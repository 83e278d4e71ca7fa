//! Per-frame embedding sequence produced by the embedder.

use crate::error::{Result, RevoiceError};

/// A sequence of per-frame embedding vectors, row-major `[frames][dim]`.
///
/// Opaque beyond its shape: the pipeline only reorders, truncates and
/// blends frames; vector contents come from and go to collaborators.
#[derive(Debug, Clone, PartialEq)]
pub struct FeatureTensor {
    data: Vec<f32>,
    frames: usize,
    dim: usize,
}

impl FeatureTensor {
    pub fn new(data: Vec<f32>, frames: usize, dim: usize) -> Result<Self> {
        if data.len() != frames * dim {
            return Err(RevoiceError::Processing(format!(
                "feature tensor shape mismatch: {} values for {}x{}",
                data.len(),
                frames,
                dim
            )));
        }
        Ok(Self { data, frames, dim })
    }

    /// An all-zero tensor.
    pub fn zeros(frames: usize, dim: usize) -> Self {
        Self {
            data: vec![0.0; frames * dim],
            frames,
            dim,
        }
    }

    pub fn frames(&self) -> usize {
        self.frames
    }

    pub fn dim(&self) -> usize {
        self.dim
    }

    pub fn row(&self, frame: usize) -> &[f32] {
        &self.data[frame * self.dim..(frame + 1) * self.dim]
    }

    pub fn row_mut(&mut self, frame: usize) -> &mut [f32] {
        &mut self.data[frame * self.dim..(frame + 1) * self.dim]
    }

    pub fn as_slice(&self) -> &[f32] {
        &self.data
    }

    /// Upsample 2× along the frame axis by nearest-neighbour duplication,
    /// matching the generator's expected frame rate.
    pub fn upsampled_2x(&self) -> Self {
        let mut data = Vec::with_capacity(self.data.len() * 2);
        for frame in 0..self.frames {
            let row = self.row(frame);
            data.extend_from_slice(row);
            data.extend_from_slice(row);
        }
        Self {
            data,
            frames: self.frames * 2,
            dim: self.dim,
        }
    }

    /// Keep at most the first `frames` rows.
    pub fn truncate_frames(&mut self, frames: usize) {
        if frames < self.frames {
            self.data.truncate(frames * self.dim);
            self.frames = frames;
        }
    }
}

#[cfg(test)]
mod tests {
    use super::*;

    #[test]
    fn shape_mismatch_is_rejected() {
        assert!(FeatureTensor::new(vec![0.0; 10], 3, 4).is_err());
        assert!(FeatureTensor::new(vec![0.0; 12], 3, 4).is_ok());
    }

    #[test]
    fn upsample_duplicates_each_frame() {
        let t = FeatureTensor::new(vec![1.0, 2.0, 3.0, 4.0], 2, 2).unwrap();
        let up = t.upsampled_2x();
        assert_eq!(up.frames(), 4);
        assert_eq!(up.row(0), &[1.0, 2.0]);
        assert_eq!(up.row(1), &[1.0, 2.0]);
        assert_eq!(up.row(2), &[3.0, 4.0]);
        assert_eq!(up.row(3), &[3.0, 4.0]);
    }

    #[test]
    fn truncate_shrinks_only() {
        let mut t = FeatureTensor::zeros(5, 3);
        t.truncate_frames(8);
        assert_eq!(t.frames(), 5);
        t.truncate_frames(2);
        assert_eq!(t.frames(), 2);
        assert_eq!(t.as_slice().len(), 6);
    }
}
====
Would you copy every line of the entries that includes the word "RevoiceError"?

use crate::error::{Result, RevoiceError};
            return Err(RevoiceError::Processing(format!(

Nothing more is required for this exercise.